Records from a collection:
╔══

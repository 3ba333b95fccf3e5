//! cairn-services — the moving parts of a worker node.
//! Storage, callables, execution, remote fetch, and the transports they run on.

pub mod data_store;
pub mod executor;
pub mod fetcher;
pub mod registry;
pub mod transport;

pub use data_store::DataStore;
pub use executor::{Completion, ExecutorError, PendingTask, TaskExecutor};
pub use fetcher::{FetchError, RemoteFetcher};
pub use registry::{Callable, FunctionRegistry};
pub use transport::{
    AddressGenerator, Endpoint, Fabric, SequentialAddresses, TcpTransport, Transport, TransportError,
};
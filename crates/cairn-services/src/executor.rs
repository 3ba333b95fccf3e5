//! Compute executor — runs registered callables off the dispatch loop.
//!
//! `submit` returns immediately. Each accepted task waits for one of the
//! executor's slots, runs its callable on the blocking pool, and posts a
//! `Completion` on the hand-off channel returned by `TaskExecutor::new`.
//! The executor never touches the data store or the transport; whoever owns
//! the receiving end decides what a completion means.

use std::any::Any;
use std::sync::atomic::{AtomicBool, Ordering};
use std::sync::Arc;
use std::time::{Duration, Instant};

use serde_json::Value;
use tokio::sync::{mpsc, Semaphore};

use cairn_core::codec::CodecId;
use cairn_core::message::{ErrorKind, Outcome, QueueTag, RemoteError, TaskSpec};
use cairn_core::wire::Address;

use crate::registry::FunctionRegistry;

/// An accepted compute request. Owes exactly one reply to `origin`.
#[derive(Debug, Clone)]
pub struct PendingTask {
    /// Data store key the result is written under.
    pub key: String,
    pub task: TaskSpec,
    pub origin: Address,
    pub jobid: Option<u64>,
    pub queue: QueueTag,
    pub reply_codec: Option<CodecId>,
    pub submitted_at: Instant,
}

/// A finished task, successful or not.
#[derive(Debug)]
pub struct Completion {
    pub task: PendingTask,
    pub result: Outcome,
    /// Time from acceptance to completion.
    pub duration: Duration,
}

#[derive(Debug, Clone, PartialEq, Eq, thiserror::Error)]
pub enum ExecutorError {
    #[error("executor is closed to new submissions")]
    Closed,
}

/// Bounded pool of execution slots. Clones share slots and the closed flag.
#[derive(Clone)]
pub struct TaskExecutor {
    registry: Arc<FunctionRegistry>,
    slots: Arc<Semaphore>,
    capacity: usize,
    closed: Arc<AtomicBool>,
    completions: mpsc::UnboundedSender<Completion>,
}

impl TaskExecutor {
    /// Returns the executor and the receiving end of its completion channel.
    pub fn new(
        registry: Arc<FunctionRegistry>,
        capacity: usize,
    ) -> (Self, mpsc::UnboundedReceiver<Completion>) {
        let capacity = capacity.max(1);
        let (completions, rx) = mpsc::unbounded_channel();
        let executor = Self {
            registry,
            slots: Arc::new(Semaphore::new(capacity)),
            capacity,
            closed: Arc::new(AtomicBool::new(false)),
            completions,
        };
        tracing::info!(max_concurrent = capacity, "compute executor started");
        (executor, rx)
    }

    pub fn capacity(&self) -> usize {
        self.capacity
    }

    /// Slots not currently running a task.
    pub fn idle_slots(&self) -> usize {
        self.slots.available_permits()
    }

    /// Queue `task` with already-resolved `args`. Never blocks.
    ///
    /// An unregistered callable is not a submission error: the task completes
    /// immediately with an `unknown_callable` result so its reply still goes out.
    pub fn submit(&self, task: PendingTask, args: Vec<Value>) -> Result<(), ExecutorError> {
        if self.is_closed() {
            return Err(ExecutorError::Closed);
        }

        let Some(callable) = self.registry.get(&task.task.function) else {
            let result = Err(RemoteError::unknown_callable(&task.task.function));
            deliver(&self.completions, task, result);
            return Ok(());
        };

        let slots = self.slots.clone();
        let completions = self.completions.clone();

        tokio::spawn(async move {
            let permit = match slots.acquire_owned().await {
                Ok(p) => p,
                Err(_) => return, // semaphore closed
            };

            let name = task.task.function.clone();
            let result = match tokio::task::spawn_blocking(move || callable(args.as_slice())).await {
                Ok(Ok(value)) => Ok(value),
                Ok(Err(e)) => Err(RemoteError::new(
                    ErrorKind::CallableFailed,
                    format!("{name}: {e:#}"),
                )),
                Err(e) if e.is_panic() => Err(RemoteError::new(
                    ErrorKind::CallableFailed,
                    format!("{name} panicked: {}", panic_message(e.into_panic())),
                )),
                Err(_) => Err(RemoteError::new(
                    ErrorKind::CallableFailed,
                    format!("{name} was cancelled"),
                )),
            };
            drop(permit);

            deliver(&completions, task, result);
        });

        Ok(())
    }

    /// Stop accepting submissions. Tasks already submitted still run.
    pub fn close(&self) {
        if !self.closed.swap(true, Ordering::SeqCst) {
            tracing::debug!("compute executor closed");
        }
    }

    pub fn is_closed(&self) -> bool {
        self.closed.load(Ordering::SeqCst)
    }
}

fn deliver(completions: &mpsc::UnboundedSender<Completion>, task: PendingTask, result: Outcome) {
    let duration = task.submitted_at.elapsed();
    tracing::debug!(
        key = %task.key,
        function = %task.task.function,
        ok = result.is_ok(),
        elapsed_ms = duration.as_millis() as u64,
        "compute task finished"
    );
    if let Err(mpsc::error::SendError(late)) = completions.send(Completion {
        task,
        result,
        duration,
    }) {
        tracing::debug!(key = %late.task.key, "completion discarded, dispatcher gone");
    }
}

fn panic_message(payload: Box<dyn Any + Send>) -> String {
    if let Some(s) = payload.downcast_ref::<&str>() {
        s.to_string()
    } else if let Some(s) = payload.downcast_ref::<String>() {
        s.clone()
    } else {
        "non-string panic payload".to_string()
    }
}
//! cairnd — runs one Cairn worker over TCP.

use std::sync::Arc;

use anyhow::{Context, Result};

use cairn_core::config::CairnConfig;
use cairn_services::{FunctionRegistry, TcpTransport};
use cairnd::{Worker, WorkerOptions};

#[tokio::main]
async fn main() -> Result<()> {
    tracing_subscriber::fmt()
        .with_env_filter(tracing_subscriber::EnvFilter::from_default_env())
        .init();

    // Load config
    if let Err(e) = CairnConfig::write_default_if_missing() {
        tracing::warn!(error = %e, "failed to write default config");
    }
    let config = CairnConfig::load().unwrap_or_else(|e| {
        tracing::warn!(error = %e, "failed to load config, using defaults");
        CairnConfig::default()
    });

    // An address on the command line wins over the config file.
    let mut options = WorkerOptions::from_config(&config.worker);
    if let Some(address) = std::env::args().nth(1) {
        options = options.address(address);
    }
    tracing::info!(
        host = %config.network.host,
        scheduler = %config.worker.scheduler,
        "cairnd starting"
    );

    let transport = Arc::new(TcpTransport::new(config.network.host.clone()));
    let registry = Arc::new(FunctionRegistry::with_builtins());
    tracing::info!(functions = ?registry.names(), "function registry ready");

    let worker = Worker::start(transport, registry, options)
        .await
        .context("failed to start worker")?;
    println!("{}", worker.address());

    // ── Wait for exit ────────────────────────────────────────────────────────

    tokio::select! {
        _ = tokio::signal::ctrl_c() => {
            tracing::info!("shutdown signal received");
            worker.close();
        }
        _ = worker.closed() => tracing::info!("worker closed by request"),
    }

    worker.join().await.context("worker loop failed")?;
    Ok(())
}
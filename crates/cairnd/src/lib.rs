//! cairnd — the worker node.
//! A `Worker` binds one endpoint, serves store and compute requests on it,
//! and runs tasks through the services crate.

pub mod dispatch;
pub mod error;
pub mod lifecycle;
pub mod worker;

pub use error::WorkerError;
pub use lifecycle::State;
pub use worker::{Worker, WorkerOptions};
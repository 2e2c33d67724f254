//! Command implementations for the shift processor CLI.
//!
//! Each command lives in its own module; `shared` holds the tracing setup
//! and the console observer both commands use.

pub mod check;
pub mod process;
pub mod shared;

use crate::cli::args::{Args, Commands};

/// Dispatch to the appropriate subcommand handler.
pub fn run(args: Args) -> anyhow::Result<()> {
    match args.get_command() {
        Commands::Process(process_args) => process::run_process(process_args),
        Commands::Check(check_args) => check::run_check(check_args),
    }
}
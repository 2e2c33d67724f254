//! Error handling for shift-record ingestion.
//!
//! Two tiers: `ShiftError` aborts a whole batch run (directory-level
//! problems), while `FailureKind` classifies per-file failures that are
//! recorded and skipped without stopping the batch.

use std::path::PathBuf;
use thiserror::Error;

#[derive(Error, Debug)]
pub enum ShiftError {
    #[error("IO error: {0}")]
    Io(#[from] std::io::Error),

    #[error("Polars error: {0}")]
    Polars(#[from] polars::error::PolarsError),

    #[error("Input directory not found: {path}")]
    DirectoryNotFound { path: PathBuf },

    #[error("Permission denied for input directory: {path}")]
    PermissionDenied { path: PathBuf },

    #[error("Configuration error: {message}")]
    Configuration { message: String },
}

pub type Result<T> = std::result::Result<T, ShiftError>;

/// Per-file failure classification.
///
/// Every variant is fully contained at the parse/validate boundary: the file
/// is recorded in the batch report and skipped, and processing continues
/// with the next file.
#[derive(Error, Debug, Clone, PartialEq, serde::Serialize)]
pub enum FailureKind {
    #[error("file not found")]
    FileNotFound,

    #[error("no parseable rows or columns")]
    EmptyInput,

    #[error("malformed delimited input: {diagnostic}")]
    MalformedInput { diagnostic: String },

    #[error("missing required columns {missing:?}; columns present: {present:?}")]
    SchemaViolation {
        missing: Vec<String>,
        present: Vec<String>,
    },

    #[error("unexpected {class} failure: {message}")]
    UnexpectedFailure { class: String, message: String },
}

impl FailureKind {
    /// Short stable label for report output.
    pub fn label(&self) -> &'static str {
        match self {
            FailureKind::FileNotFound => "file_not_found",
            FailureKind::EmptyInput => "empty_input",
            FailureKind::MalformedInput { .. } => "malformed_input",
            FailureKind::SchemaViolation { .. } => "schema_violation",
            FailureKind::UnexpectedFailure { .. } => "unexpected_failure",
        }
    }
}
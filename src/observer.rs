//! Pipeline event observer.
//!
//! Progress and diagnostic reporting is decoupled from the ingestion logic:
//! the pipeline notifies an observer through discrete events, and observers
//! decide the output medium. This keeps the pipeline testable without
//! capturing text output.

use std::sync::Arc;

use tracing::{debug, info, warn};

use crate::error::FailureKind;
use crate::models::ProcessingReport;

/// Observer interface for batch ingestion events.
///
/// All methods default to no-ops, so implementors override only the events
/// they care about.
pub trait PipelineObserver: Send + Sync {
    /// A file is about to be parsed.
    fn file_started(&self, _file: &str) {}

    /// A file parsed successfully; `invalid_dates` counts date values that
    /// could not be normalized and were marked missing.
    fn file_parsed(&self, _file: &str, _rows: usize, _invalid_dates: usize) {}

    /// A file was rejected at the parse or validation stage.
    fn file_failed(&self, _file: &str, _kind: &FailureKind) {}

    /// The batch loop finished; counts and failed files are final.
    fn batch_summary(&self, _report: &ProcessingReport) {}
}

/// Emits every event through the `tracing` log layer.
#[derive(Debug, Default)]
pub struct TracingObserver;

impl PipelineObserver for TracingObserver {
    fn file_started(&self, file: &str) {
        debug!("Processing file: {}", file);
    }

    fn file_parsed(&self, file: &str, rows: usize, invalid_dates: usize) {
        info!("Parsed {}: {} rows", file, rows);
        if invalid_dates > 0 {
            warn!("{}: {} date values could not be parsed and were marked missing", file, invalid_dates);
        }
    }

    fn file_failed(&self, file: &str, kind: &FailureKind) {
        warn!("Rejected {}: {}", file, kind);
    }

    fn batch_summary(&self, report: &ProcessingReport) {
        info!("{}", report.summary());
    }
}

/// Fans events out to a list of observers.
#[derive(Default)]
pub struct CompositeObserver {
    observers: Vec<Arc<dyn PipelineObserver>>,
}

impl CompositeObserver {
    /// Create a composite observer from a list of observers.
    pub fn new(observers: Vec<Arc<dyn PipelineObserver>>) -> Self {
        Self { observers }
    }
}

impl PipelineObserver for CompositeObserver {
    fn file_started(&self, file: &str) {
        for o in &self.observers {
            o.file_started(file);
        }
    }

    fn file_parsed(&self, file: &str, rows: usize, invalid_dates: usize) {
        for o in &self.observers {
            o.file_parsed(file, rows, invalid_dates);
        }
    }

    fn file_failed(&self, file: &str, kind: &FailureKind) {
        for o in &self.observers {
            o.file_failed(file, kind);
        }
    }

    fn batch_summary(&self, report: &ProcessingReport) {
        for o in &self.observers {
            o.batch_summary(report);
        }
    }
}
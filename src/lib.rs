//! Shift Processor Library
//!
//! A Rust library for ingesting production-shift CSV records from an input
//! directory into one unified, provenance-stamped dataset.
//!
//! This library provides tools for:
//! - Discovering candidate CSV files in a flat input directory
//! - Parsing each file into a polars DataFrame with isolated failure handling
//! - Validating parsed tables against the required shift-record schema
//! - Stamping valid tables with source-file and processing-timestamp columns
//! - Merging all valid tables into one combined dataset with summary statistics
//! - Structured batch reporting through a pluggable observer

pub mod config;
pub mod error;
pub mod models;
pub mod observer;
pub mod schema;

pub mod processor;

// CLI modules
pub mod cli {
    pub mod args;
    pub mod commands;
}

// Re-export commonly used types
pub use config::ProcessorConfig;
pub use error::{FailureKind, Result, ShiftError};
pub use models::{BatchOutcome, CombinedDataset, DatasetSummary, FileFailure, ProcessingReport};
pub use observer::{CompositeObserver, PipelineObserver, TracingObserver};
pub use processor::FileProcessor;
pub use schema::REQUIRED_COLUMNS;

╚══

**Task objective:** Using only the data above, copy out the lines that include the word "async".

**Response to the task:**
        tokio::spawn(async move {
async fn main() -> Result<()> {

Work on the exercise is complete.